Das Kripperl auf unserm Bilde gleicht einer Tiroler Almhütte. Es ist der bethlehemische Stall mit Schindeln und Steinen auf dem Dach, dem Gloriaengel am First, Ochs und Eselein im Hintergrund des Stalles, dem heiligen Paar, dem Christkindlein und den anbetenden Hirten und Königen. Andächtig treten die Leute in die Stube, mit gefalteten Händen, die Männer den Hut in der Hand. Sie knieen nieder wie in der Kirche vor dem Allerheiligsten. Scheu und mit naivem Erstaunen wagen sich die Kinder heran. Für die ganz Kleinen ist es vielleicht etwas noch nie Geschautes und wird zur allerfrühesten Jugenderinnerung voll überirdischen Glanzes.

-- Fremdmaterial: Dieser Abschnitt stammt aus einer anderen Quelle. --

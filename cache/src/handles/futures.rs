use crate::cell::Outcome;
use crate::entry::EntryView;
use crate::error::{BoxError, CacheError};
use crate::future::{BulkFuture, CacheFuture};
use crate::handles::{Cache, PolicyHandle};
use crate::iter::FutureIter;
use crate::map::AsyncMapView;
use crate::metrics::MetricsSnapshot;
use crate::runtime::TaskSpawner;
use crate::shared::{CacheShared, PendingMode};

use std::collections::HashMap;
use std::fmt;
use std::future::Future;
use std::hash::{BuildHasher, Hash};
use std::sync::Arc;

use futures_util::FutureExt;

/// A thread-safe, asynchronous compute cache.
///
/// Every lookup returns a [`CacheFuture`] immediately. Computations run as
/// tasks on the cache's [`TaskSpawner`], at most one per key at a time, and
/// every caller asking for the same key shares the same future.
///
/// A key whose value is still being computed is present: `get_if_present`
/// returns its in-flight future. Writes never wait for a computation; they
/// replace it, and the computation's result goes only to its own callers.
pub struct AsyncCache<K, V, H = ahash::RandomState> {
  pub(crate) shared: Arc<CacheShared<K, V, H>>,
}

impl<K, V, H> Clone for AsyncCache<K, V, H> {
  fn clone(&self) -> Self {
    Self {
      shared: self.shared.clone(),
    }
  }
}

impl<K, V, H> fmt::Debug for AsyncCache<K, V, H>
where
  K: Eq + Hash,
  H: BuildHasher + Clone,
{
  fn fmt(&self, f: &mut fmt::Formatter<'_>) -> fmt::Result {
    f.debug_struct("AsyncCache")
      .field("entries", &self.shared.store.len())
      .finish_non_exhaustive()
  }
}

impl<K, V, H> AsyncCache<K, V, H>
where
  K: Eq + Hash + Clone + Send + Sync + 'static,
  V: Send + Sync + 'static,
  H: BuildHasher + Clone + Send + Sync + 'static,
{
  pub(crate) fn from_shared(shared: Arc<CacheShared<K, V, H>>) -> Self {
    Self { shared }
  }

  /// Returns the future for `key` if it has a value or one is being
  /// computed. Never starts a computation.
  pub fn get_if_present(&self, key: &K) -> Option<CacheFuture<V>> {
    let found = self.shared.store.get(key).and_then(|entry| match entry.view() {
      EntryView::Resolved(value) => {
        self.shared.on_read(key, entry.weight());
        Some(CacheFuture::ready(Outcome::Value(value)))
      }
      EntryView::Pending(cell) => Some(CacheFuture::new(cell)),
      EntryView::Removed => None,
    });
    match found {
      Some(_) => self.shared.record_hits(1),
      None => self.shared.record_misses(1),
    }
    found
  }

  /// Returns the future for `key`, spawning the future returned by `f` if
  /// the key is missing.
  ///
  /// `f` runs on the calling task only to create the future; the future
  /// itself runs on the spawner.
  pub fn get_with<F, Fut>(&self, key: &K, f: F) -> CacheFuture<V>
  where
    F: FnOnce(&K) -> Fut,
    Fut: Future<Output = V> + Send + 'static,
  {
    self
      .shared
      .get_or_spawn(key, |key| f(key).map(|value| Ok(Some(value))))
  }

  /// Like `get_with`, but the computation may fail or produce nothing, in
  /// which case the key is left absent.
  pub fn try_get_with<F, Fut, E>(&self, key: &K, f: F) -> CacheFuture<V>
  where
    F: FnOnce(&K) -> Fut,
    Fut: Future<Output = Result<Option<V>, E>> + Send + 'static,
    E: Into<BoxError>,
  {
    self
      .shared
      .get_or_spawn(key, |key| f(key).map(|result| result.map_err(CacheError::load)))
  }

  /// Like `try_get_with`, but `f` also receives the cache's spawner, for
  /// computations that start tasks of their own.
  pub fn get_with_spawner<F, Fut, E>(&self, key: &K, f: F) -> CacheFuture<V>
  where
    F: FnOnce(&K, &Arc<dyn TaskSpawner>) -> Fut,
    Fut: Future<Output = Result<Option<V>, E>> + Send + 'static,
    E: Into<BoxError>,
  {
    let Some(spawner) = self.shared.spawner.clone() else {
      return self.shared.fail(CacheError::Cancelled);
    };
    self.try_get_with(key, |key| f(key, &spawner))
  }

  /// Returns the values for `keys`, computing every missing one with a
  /// single future returned by `f`.
  ///
  /// `f` receives only the keys this call claimed. If its future fails, the
  /// result fails; keys that other callers were computing are left out of
  /// the result when their computation fails.
  pub fn get_all_with<I, F, Fut, E>(&self, keys: I, f: F) -> BulkFuture<K, V>
  where
    I: IntoIterator<Item = K>,
    F: FnOnce(&[K]) -> Fut,
    Fut: Future<Output = Result<HashMap<K, V>, E>> + Send + 'static,
    E: Into<BoxError>,
  {
    self.shared.get_all_or_spawn(keys, |keys| {
      f(keys).map(|result| result.map_err(CacheError::load))
    })
  }

  /// Maps `key` to the value `future` produces.
  ///
  /// The key is present as soon as this returns; readers receive the
  /// returned future until it settles.
  pub fn put<Fut>(&self, key: K, future: Fut) -> CacheFuture<V>
  where
    Fut: Future<Output = V> + Send + 'static,
  {
    self
      .shared
      .put_future(key, future.map(|value| Ok(Some(value))))
  }

  /// Like `put`, but the future may fail or produce nothing, which removes
  /// the key again.
  pub fn try_put<Fut, E>(&self, key: K, future: Fut) -> CacheFuture<V>
  where
    Fut: Future<Output = Result<Option<V>, E>> + Send + 'static,
    E: Into<BoxError>,
  {
    self
      .shared
      .put_future(key, future.map(|result| result.map_err(CacheError::load)))
  }

  /// Removes `key`, returning the value it held. A computation in progress
  /// for the key is discarded without waiting for it.
  pub fn invalidate(&self, key: &K) -> Option<Arc<V>> {
    self.shared.invalidate(key, PendingMode::Supersede)
  }

  pub fn invalidate_all(&self) {
    self.shared.invalidate_all();
  }

  /// The number of entries, including keys still being computed.
  pub fn estimated_size(&self) -> usize {
    self.shared.store.len()
  }

  pub fn metrics(&self) -> MetricsSnapshot {
    self.shared.metrics.snapshot()
  }

  pub fn as_map(&self) -> AsyncMapView<K, V, H> {
    AsyncMapView::new(self.shared.clone())
  }

  /// Iterates over every entry, the ones still being computed included.
  pub fn iter(&self) -> FutureIter<K, V, H> {
    FutureIter::new(self.shared.clone())
  }

  /// Returns a blocking view of the same cache.
  ///
  /// The view treats keys still being computed as absent and waits for
  /// them where it has to.
  pub fn synchronous(&self) -> Cache<K, V, H> {
    Cache::from_shared(self.shared.clone())
  }

  pub fn clean_up(&self) {
    self.shared.clean_up();
  }

  pub fn policy(&self) -> PolicyHandle<K, V, H> {
    PolicyHandle::new(self.shared.clone())
  }
}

Die naiv anachronistische Auffassung der Alpenvölker hat eine Fülle der eigenartigsten kleinen Weihnachtsspiele und -lieder gezeitigt. Die Hirten reden in diesen alten Spielen und Liedern, wie etwa irgend ein 'Stoffl' oder 'Hansl' noch heute reden würde. Etliche Bekannte bleiben wohl vom Krippenbesuch abends noch auf „Hoamgart“. Wenn dann das „Amperl“ vor der Krippe ausgelöscht und der feierliche Besuch für heute geschlossen ist, dann tönen die uralten Tiroler Weihnachtslieder mit Zitherbegleitung durch die Stube und der Zauber dieser Volkspoesie ergreift mit Macht die andächtig gestimmten Herzen. R. Greinz.